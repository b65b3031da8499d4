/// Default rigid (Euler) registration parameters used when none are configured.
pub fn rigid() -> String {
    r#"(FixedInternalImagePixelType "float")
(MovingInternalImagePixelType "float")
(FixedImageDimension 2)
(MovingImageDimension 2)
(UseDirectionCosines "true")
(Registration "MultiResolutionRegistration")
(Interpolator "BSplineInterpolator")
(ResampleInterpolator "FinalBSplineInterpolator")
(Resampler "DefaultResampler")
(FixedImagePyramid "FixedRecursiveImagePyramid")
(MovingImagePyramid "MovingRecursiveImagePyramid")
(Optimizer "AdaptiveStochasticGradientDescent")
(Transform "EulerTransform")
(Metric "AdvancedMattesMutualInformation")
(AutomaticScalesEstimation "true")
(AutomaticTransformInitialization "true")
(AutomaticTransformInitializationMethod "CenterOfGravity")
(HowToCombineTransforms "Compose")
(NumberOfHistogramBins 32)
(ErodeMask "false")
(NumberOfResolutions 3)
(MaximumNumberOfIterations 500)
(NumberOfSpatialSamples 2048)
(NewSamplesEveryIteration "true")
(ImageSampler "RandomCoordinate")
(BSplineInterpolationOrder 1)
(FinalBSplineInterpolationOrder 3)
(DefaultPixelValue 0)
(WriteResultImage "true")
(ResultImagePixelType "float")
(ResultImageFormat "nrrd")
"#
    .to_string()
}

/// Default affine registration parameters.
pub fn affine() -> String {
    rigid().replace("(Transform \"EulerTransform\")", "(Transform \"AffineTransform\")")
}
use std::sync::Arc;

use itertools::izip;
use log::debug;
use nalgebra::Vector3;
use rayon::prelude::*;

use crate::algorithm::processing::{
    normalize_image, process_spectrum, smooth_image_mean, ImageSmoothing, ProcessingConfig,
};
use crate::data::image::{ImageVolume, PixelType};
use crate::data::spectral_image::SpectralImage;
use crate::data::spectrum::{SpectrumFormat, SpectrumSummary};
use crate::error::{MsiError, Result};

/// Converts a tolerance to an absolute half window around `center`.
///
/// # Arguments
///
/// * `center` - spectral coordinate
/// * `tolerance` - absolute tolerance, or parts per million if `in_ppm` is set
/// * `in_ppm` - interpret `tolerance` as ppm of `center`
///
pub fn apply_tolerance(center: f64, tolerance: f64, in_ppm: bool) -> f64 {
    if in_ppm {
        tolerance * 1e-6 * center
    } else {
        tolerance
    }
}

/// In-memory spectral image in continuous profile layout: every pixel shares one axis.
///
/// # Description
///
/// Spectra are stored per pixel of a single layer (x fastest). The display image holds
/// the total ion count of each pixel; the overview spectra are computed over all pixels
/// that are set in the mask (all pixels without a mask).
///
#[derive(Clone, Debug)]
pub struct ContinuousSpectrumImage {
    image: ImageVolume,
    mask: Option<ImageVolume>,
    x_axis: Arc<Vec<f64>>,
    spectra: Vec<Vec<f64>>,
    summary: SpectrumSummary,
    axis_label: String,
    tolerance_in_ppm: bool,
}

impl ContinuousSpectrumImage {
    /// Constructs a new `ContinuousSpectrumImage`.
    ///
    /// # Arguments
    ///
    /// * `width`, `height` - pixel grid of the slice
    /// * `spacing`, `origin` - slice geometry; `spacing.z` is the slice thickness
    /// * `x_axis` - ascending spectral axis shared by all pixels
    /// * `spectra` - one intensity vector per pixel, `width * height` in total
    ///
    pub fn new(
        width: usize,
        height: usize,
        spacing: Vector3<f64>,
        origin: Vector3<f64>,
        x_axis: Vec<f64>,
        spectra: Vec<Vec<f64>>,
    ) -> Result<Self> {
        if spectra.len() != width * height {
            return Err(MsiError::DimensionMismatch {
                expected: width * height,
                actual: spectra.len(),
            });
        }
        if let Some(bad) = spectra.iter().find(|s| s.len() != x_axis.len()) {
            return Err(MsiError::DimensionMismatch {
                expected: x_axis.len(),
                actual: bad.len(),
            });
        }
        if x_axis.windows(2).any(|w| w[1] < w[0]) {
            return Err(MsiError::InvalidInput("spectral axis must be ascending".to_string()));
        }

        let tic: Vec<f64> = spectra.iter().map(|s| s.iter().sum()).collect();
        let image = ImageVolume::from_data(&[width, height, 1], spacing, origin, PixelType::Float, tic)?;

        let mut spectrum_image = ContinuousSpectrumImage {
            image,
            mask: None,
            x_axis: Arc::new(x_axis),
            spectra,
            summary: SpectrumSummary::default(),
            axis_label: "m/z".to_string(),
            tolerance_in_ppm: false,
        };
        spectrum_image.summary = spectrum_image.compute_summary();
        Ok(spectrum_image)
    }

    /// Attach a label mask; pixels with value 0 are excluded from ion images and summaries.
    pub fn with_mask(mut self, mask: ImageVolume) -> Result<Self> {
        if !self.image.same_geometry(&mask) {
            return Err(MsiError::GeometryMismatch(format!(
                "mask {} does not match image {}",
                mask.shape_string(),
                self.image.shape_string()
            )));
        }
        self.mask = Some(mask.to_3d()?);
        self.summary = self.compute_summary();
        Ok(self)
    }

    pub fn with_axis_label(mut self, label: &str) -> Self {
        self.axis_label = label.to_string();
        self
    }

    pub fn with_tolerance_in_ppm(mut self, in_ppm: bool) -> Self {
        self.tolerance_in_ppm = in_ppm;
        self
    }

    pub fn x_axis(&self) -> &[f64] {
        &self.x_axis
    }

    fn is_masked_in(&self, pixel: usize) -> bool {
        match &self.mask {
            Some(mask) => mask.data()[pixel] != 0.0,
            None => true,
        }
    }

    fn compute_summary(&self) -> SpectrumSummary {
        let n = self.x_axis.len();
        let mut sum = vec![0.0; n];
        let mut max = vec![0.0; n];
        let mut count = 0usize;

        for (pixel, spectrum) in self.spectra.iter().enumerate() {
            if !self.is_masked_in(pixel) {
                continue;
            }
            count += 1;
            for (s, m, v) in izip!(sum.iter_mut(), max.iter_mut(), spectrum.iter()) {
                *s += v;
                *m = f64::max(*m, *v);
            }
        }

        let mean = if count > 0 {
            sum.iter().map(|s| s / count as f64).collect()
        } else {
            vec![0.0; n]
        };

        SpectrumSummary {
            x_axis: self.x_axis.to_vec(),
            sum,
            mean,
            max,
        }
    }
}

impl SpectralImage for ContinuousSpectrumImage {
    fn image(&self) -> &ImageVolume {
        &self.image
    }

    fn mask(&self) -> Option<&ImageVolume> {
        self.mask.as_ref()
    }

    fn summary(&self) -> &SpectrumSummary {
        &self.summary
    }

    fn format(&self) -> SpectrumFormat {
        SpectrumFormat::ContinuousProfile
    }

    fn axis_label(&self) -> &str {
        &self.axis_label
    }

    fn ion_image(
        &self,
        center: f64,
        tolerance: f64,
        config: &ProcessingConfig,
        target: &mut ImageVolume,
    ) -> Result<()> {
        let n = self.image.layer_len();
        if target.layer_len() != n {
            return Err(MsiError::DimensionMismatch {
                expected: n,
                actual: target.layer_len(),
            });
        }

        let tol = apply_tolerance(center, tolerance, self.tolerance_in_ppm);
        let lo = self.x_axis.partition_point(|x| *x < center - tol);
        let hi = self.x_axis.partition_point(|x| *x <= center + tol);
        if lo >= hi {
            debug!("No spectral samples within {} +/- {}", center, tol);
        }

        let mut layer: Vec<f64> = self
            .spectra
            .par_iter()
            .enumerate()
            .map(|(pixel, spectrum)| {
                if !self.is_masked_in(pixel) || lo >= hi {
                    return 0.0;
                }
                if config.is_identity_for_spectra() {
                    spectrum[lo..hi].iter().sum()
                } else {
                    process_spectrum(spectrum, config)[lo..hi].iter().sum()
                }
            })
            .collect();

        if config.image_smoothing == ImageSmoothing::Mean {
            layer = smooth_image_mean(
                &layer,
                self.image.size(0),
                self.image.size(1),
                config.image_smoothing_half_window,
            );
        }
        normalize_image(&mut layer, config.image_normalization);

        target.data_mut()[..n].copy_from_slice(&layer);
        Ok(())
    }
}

..........

### Work to be completed
If a line in the data above holds the string "Option", copy it.

### Solved problem
    mask: Option<ImageVolume>,
    fn mask(&self) -> Option<&ImageVolume> {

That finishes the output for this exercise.